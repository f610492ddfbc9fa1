use std::fmt;
use std::fs;
use std::io;
use std::path::Path;

use serde::{Deserialize, Serialize};

use super::SchedulingAlgorithm;

pub const DEFAULT_MEMORY_SIZE: usize = 60;
pub const DEFAULT_QUEUE_CAPACITY: usize = 100;
pub const DEFAULT_MLFQ_QUANTA: [usize; MLFQ_LEVELS] = [1, 2, 4, 8];
pub const DEFAULT_RR_QUANTUM: usize = 4;
pub const DEFAULT_DEADLOCK_THRESHOLD: u64 = 5;
pub const DEFAULT_DEADLOCK_RETRY_BUDGET: u32 = 3;
pub const DEFAULT_MAX_CYCLES: u64 = 100;

pub const MLFQ_LEVELS: usize = 4;

#[derive(Clone, Debug, PartialEq, Eq, Serialize, Deserialize)]
#[serde(default)]
pub struct SimulationConfig {
    pub memory_size: usize,
    pub queue_capacity: usize,
    pub mlfq_quanta: [usize; MLFQ_LEVELS],
    pub rr_quantum: usize,
    pub policy: SchedulingAlgorithm,
    pub deadlock_threshold: u64,
    /// Unblock attempts a waiter gets before recovery terminates it.
    pub deadlock_retry_budget: u32,
    pub max_cycles: u64,
}

impl Default for SimulationConfig {
    fn default() -> Self {
        SimulationConfig {
            memory_size: DEFAULT_MEMORY_SIZE,
            queue_capacity: DEFAULT_QUEUE_CAPACITY,
            mlfq_quanta: DEFAULT_MLFQ_QUANTA,
            rr_quantum: DEFAULT_RR_QUANTUM,
            policy: SchedulingAlgorithm::Mlfq,
            deadlock_threshold: DEFAULT_DEADLOCK_THRESHOLD,
            deadlock_retry_budget: DEFAULT_DEADLOCK_RETRY_BUDGET,
            max_cycles: DEFAULT_MAX_CYCLES,
        }
    }
}

impl SimulationConfig {
    pub fn from_json_str(text: &str) -> Result<SimulationConfig, ConfigError> {
        let config: SimulationConfig = serde_json::from_str(text).map_err(ConfigError::Parse)?;
        config.validate()?;
        Ok(config)
    }

    pub fn from_json_file(path: impl AsRef<Path>) -> Result<SimulationConfig, ConfigError> {
        let text = fs::read_to_string(path).map_err(ConfigError::Io)?;
        SimulationConfig::from_json_str(&text)
    }

    pub fn validate(&self) -> Result<(), ConfigError> {
        if self.memory_size == 0 {
            return Err(ConfigError::Invalid("memory_size must be positive"));
        }
        if self.queue_capacity == 0 {
            return Err(ConfigError::Invalid("queue_capacity must be positive"));
        }
        if self.mlfq_quanta.iter().any(|&quantum| quantum == 0) {
            return Err(ConfigError::Invalid("mlfq_quanta entries must be positive"));
        }
        if self.rr_quantum == 0 {
            return Err(ConfigError::Invalid("rr_quantum must be positive"));
        }

        Ok(())
    }
}

#[derive(Debug)]
pub enum ConfigError {
    Io(io::Error),
    Parse(serde_json::Error),
    Invalid(&'static str),
}

impl fmt::Display for ConfigError {
    fn fmt(&self, f: &mut fmt::Formatter<'_>) -> fmt::Result {
        match self {
            Self::Io(err) => write!(f, "failed to read config: {err}"),
            Self::Parse(err) => write!(f, "failed to parse config: {err}"),
            Self::Invalid(reason) => write!(f, "invalid config: {reason}"),
        }
    }
}

impl std::error::Error for ConfigError {
    fn source(&self) -> Option<&(dyn std::error::Error + 'static)> {
        match self {
            Self::Io(err) => Some(err),
            Self::Parse(err) => Some(err),
            Self::Invalid(_) => None,
        }
    }
}
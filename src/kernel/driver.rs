use super::deadlock;
use super::long_term_scheduler::LongTermScheduler;
use super::machine::Machine;
use super::short_term_scheduler::ShortTermScheduler;
use super::{KernelError, Pid, ProcessState, SchedulingAlgorithm, SimulationConfig, Snapshot};

pub struct Driver {
    machine: Machine,
    lts: LongTermScheduler,
    sts: ShortTermScheduler,
    next_pid: Pid,
}

impl Driver {
    pub fn new() -> Driver {
        Driver::with_config(SimulationConfig::default())
    }

    pub fn with_config(config: SimulationConfig) -> Driver {
        let sts = ShortTermScheduler::new(config.policy, config.mlfq_quanta, config.rr_quantum);

        Driver {
            machine: Machine::new(config),
            lts: LongTermScheduler::new(),
            sts,
            next_pid: 1,
        }
    }

    pub fn config(&self) -> &SimulationConfig {
        &self.machine.config
    }

    pub fn clock(&self) -> u64 {
        self.machine.clock
    }

    pub fn load_program<S: AsRef<str>>(&mut self, source: &[S], pid: Pid) -> Result<(), KernelError> {
        let arrival_time = self.machine.clock;
        self.create_process(source, pid, arrival_time)
    }

    pub fn add_process<S: AsRef<str>>(&mut self, source: &[S], arrival_time: u64) -> Result<Pid, KernelError> {
        let pid = self.next_pid;
        self.create_process(source, pid, arrival_time)?;
        Ok(pid)
    }

    fn create_process<S: AsRef<str>>(&mut self, source: &[S], pid: Pid, arrival_time: u64) -> Result<(), KernelError> {
        let lines: Vec<String> = source
            .iter()
            .map(|line| line.as_ref().trim())
            .filter(|line| !line.is_empty())
            .map(str::to_string)
            .collect();

        if let Err(err) = self.machine.spawn(pid, &lines, arrival_time) {
            self.machine.warn(format!("Cannot load PID {}: {}", pid, err));
            return Err(err);
        }
        self.next_pid = self.next_pid.max(pid.saturating_add(1));

        self.lts.schedule_arrival(pid, arrival_time);
        self.admit_arrivals();
        Ok(())
    }

    fn admit_arrivals(&mut self) {
        for pid in self.lts.batch_step(self.machine.clock) {
            if !self.machine.processes.contains(pid) {
                continue;
            }

            match self.machine.make_ready(pid) {
                Ok(_) => self.machine.record(format!("PID {}: Arrived", pid)),
                Err(err) => self.machine.warn(format!("PID {}: {}", pid, err)),
            }
        }
    }

    pub fn advance_cycle(&mut self) {
        self.sts.apply_pending(&mut self.machine);
        self.admit_arrivals();

        let label = self.sts.scheduling_alg().label();
        self.machine.record(format!("{} Cycle {}", label, self.machine.clock + 1));

        let report = self.sts.run_cycle(&mut self.machine);
        self.machine.clock += 1;
        deadlock::detect_and_recover(&mut self.machine, report.advanced);
        self.machine.tick_queue_times();

        if report.executed.is_none() && self.all_finished() {
            self.machine.record(format!("All processes finished ({})", label));
        }
    }

    /// Advances until every process finished, input is needed or the
    /// configured cycle limit is hit. Returns the cycles run.
    pub fn run(&mut self) -> u64 {
        let start = self.machine.clock;
        while !self.all_finished()
            && self.pending_input().is_none()
            && self.machine.clock < self.machine.config.max_cycles
        {
            self.advance_cycle();
        }

        self.machine.clock - start
    }

    pub fn set_policy(&mut self, policy: SchedulingAlgorithm) {
        self.sts.set_scheduling_alg(policy);
    }

    pub fn set_quantum(&mut self, quantum: usize) -> Result<(), KernelError> {
        self.sts.set_rr_quantum(quantum)
    }

    /// Resolves the oldest pending `assign x input` with `value`.
    pub fn supply_input(&mut self, value: &str) -> Result<Pid, KernelError> {
        let request = self
            .machine
            .input_requests
            .pop_front()
            .ok_or(KernelError::NoPendingInput)?;
        let pid = request.pid;
        let region = self.machine.processes.get(pid)?.get_region();

        match self.machine.memory.store_variable(pid, region, &request.variable, value) {
            Ok(_) => self.machine.record(format!(
                "PID {}: Assigned {} = {} (from input)",
                pid, request.variable, value
            )),
            Err(err) => self.machine.warn(err.to_string()),
        }

        let finished = self.machine.processes.update(pid, |pcb| {
            pcb.program_counter += 1;
            pcb.is_finished()
        })?;
        self.machine.sync_header(pid);

        if finished {
            self.machine.record(format!("PID {}: Finished", pid));
            self.machine.terminate(pid);
        }

        Ok(pid)
    }

    pub fn pending_input(&self) -> Option<(Pid, &str)> {
        self.machine
            .input_requests
            .front()
            .map(|request| (request.pid, request.variable.as_str()))
    }

    pub fn snapshot(&self) -> Snapshot {
        Snapshot::capture(
            &self.machine,
            self.sts.scheduling_alg(),
            self.sts.rr_quantum(),
            self.lts.pending(),
        )
    }

    pub fn events(&self) -> &[String] {
        self.machine.events()
    }

    pub fn drain_events(&mut self) -> Vec<String> {
        self.machine.drain_events()
    }

    pub fn find(&self, pid: Pid) -> Result<usize, KernelError> {
        self.machine.processes.find(pid)
    }

    pub fn process_state(&self, pid: Pid) -> Option<ProcessState> {
        self.machine.state_of(pid)
    }

    pub fn all_finished(&self) -> bool {
        self.machine.processes.is_empty()
    }

    pub fn reset(&mut self) {
        let config = self.machine.config.clone();
        self.machine.reset();
        self.lts.clear();
        self.sts = ShortTermScheduler::new(config.policy, config.mlfq_quanta, config.rr_quantum);
        self.next_pid = 1;
        self.machine.record("Simulation reset");
    }
}

impl Default for Driver {
    fn default() -> Self {
        Driver::new()
    }
}

#[cfg(test)]
mod tests {
    use super::*;
    use crate::kernel::Resource;

    #[test]
    fn test_driver_load_program_arrives_immediately() {
        let mut driver = Driver::new();
        driver.load_program(&["print a"], 3).unwrap();

        let snapshot = driver.snapshot();
        assert_eq!(snapshot.ready_queues[0], vec![3]);
        assert_eq!(driver.find(3), Ok(0));
        assert_eq!(driver.find(4), Err(KernelError::NotFound(4)));
        assert_eq!(driver.process_state(3), Some(ProcessState::Ready));
        assert!(driver.events().contains(&"PID 3: Arrived".to_string()));
    }

    #[test]
    fn test_driver_load_program_errors() {
        let mut driver = Driver::new();
        assert_eq!(driver.load_program(&["print a"], 0), Err(KernelError::InvalidPid(0)));
        assert_eq!(driver.load_program(&["", "  "], 1), Err(KernelError::EmptyProgram));

        let long: Vec<String> = (0..60).map(|n| format!("print {}", n)).collect();
        assert_eq!(
            driver.load_program(&long, 1),
            Err(KernelError::OutOfMemory { needed: 69, available: 60 })
        );
        assert!(driver.all_finished());
    }

    #[test]
    fn test_driver_add_process_assigns_pids() {
        let mut driver = Driver::new();
        driver.load_program(&["print a"], 5).unwrap();
        assert_eq!(driver.add_process(&["print b"], 0), Ok(6));
        assert_eq!(driver.add_process(&["print c"], 0), Ok(7));
    }

    #[test]
    fn test_driver_delayed_arrival() {
        let mut driver = Driver::new();
        let pid = driver.add_process(&["print a"], 2).unwrap();
        assert_eq!(driver.snapshot().pending_arrivals, vec![pid]);

        driver.advance_cycle();
        driver.advance_cycle();
        assert!(!driver.snapshot().is_queued(pid));

        driver.advance_cycle();
        assert_eq!(driver.process_state(pid), Some(ProcessState::Terminated));
        assert_eq!(driver.clock(), 3);
    }

    #[test]
    fn test_driver_supply_input_completes_assign() {
        let mut driver = Driver::new();
        driver.load_program(&["assign x input", "print x"], 1).unwrap();
        driver.advance_cycle();
        assert_eq!(driver.pending_input(), Some((1, "x")));

        assert_eq!(driver.supply_input("42"), Ok(1));
        assert_eq!(driver.pending_input(), None);
        driver.advance_cycle();

        assert!(driver.events().contains(&"PID 1: Print x = 42".to_string()));
        assert_eq!(driver.process_state(1), Some(ProcessState::Terminated));
    }

    #[test]
    fn test_driver_supply_input_without_request() {
        let mut driver = Driver::new();
        assert_eq!(driver.supply_input("1"), Err(KernelError::NoPendingInput));
    }

    #[test]
    fn test_driver_supply_input_on_last_instruction_terminates() {
        let mut driver = Driver::new();
        driver.load_program(&["semWait userInput", "assign x input"], 1).unwrap();
        driver.advance_cycle();
        driver.advance_cycle();

        driver.supply_input("7").unwrap();
        assert_eq!(driver.process_state(1), Some(ProcessState::Terminated));
        assert_eq!(driver.snapshot().mutex(Resource::UserInput).map(|m| m.locked), Some(false));
    }

    #[test]
    fn test_driver_policy_change_applies_next_cycle() {
        let mut driver = Driver::new();
        driver.set_policy(SchedulingAlgorithm::Fcfs);
        assert_eq!(driver.snapshot().policy, SchedulingAlgorithm::Mlfq);

        driver.advance_cycle();
        assert_eq!(driver.snapshot().policy, SchedulingAlgorithm::Fcfs);
        assert!(driver.events().contains(&"FCFS Cycle 1".to_string()));
        assert_eq!(driver.set_quantum(0), Err(KernelError::InvalidQuantum(0)));
    }

    #[test]
    fn test_driver_run_stops_when_finished() {
        let mut driver = Driver::new();
        driver.add_process(&["print a", "print b"], 0).unwrap();
        assert_eq!(driver.run(), 2);
        assert!(driver.all_finished());
        assert!(driver.events().contains(&"PID 1: Finished".to_string()));
    }

    #[test]
    fn test_driver_reset() {
        let mut driver = Driver::new();
        driver.add_process(&["print a", "print b"], 0).unwrap();
        driver.advance_cycle();
        driver.reset();

        let snapshot = driver.snapshot();
        assert_eq!(snapshot.clock, 0);
        assert!(snapshot.processes.is_empty());
        assert_eq!(snapshot.available_memory, 60);
        assert_eq!(driver.add_process(&["print c"], 0), Ok(1));
    }

    #[test]
    fn test_driver_drain_events() {
        let mut driver = Driver::new();
        driver.add_process(&["print a"], 0).unwrap();
        assert!(!driver.drain_events().is_empty());
        assert!(driver.events().is_empty());
    }
}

- _Directions for this task_
For each line above that contains the word "static", copy that line.

- _Exercise solution_
    Invalid(&'static str),
    fn source(&self) -> Option<&(dyn std::error::Error + 'static)> {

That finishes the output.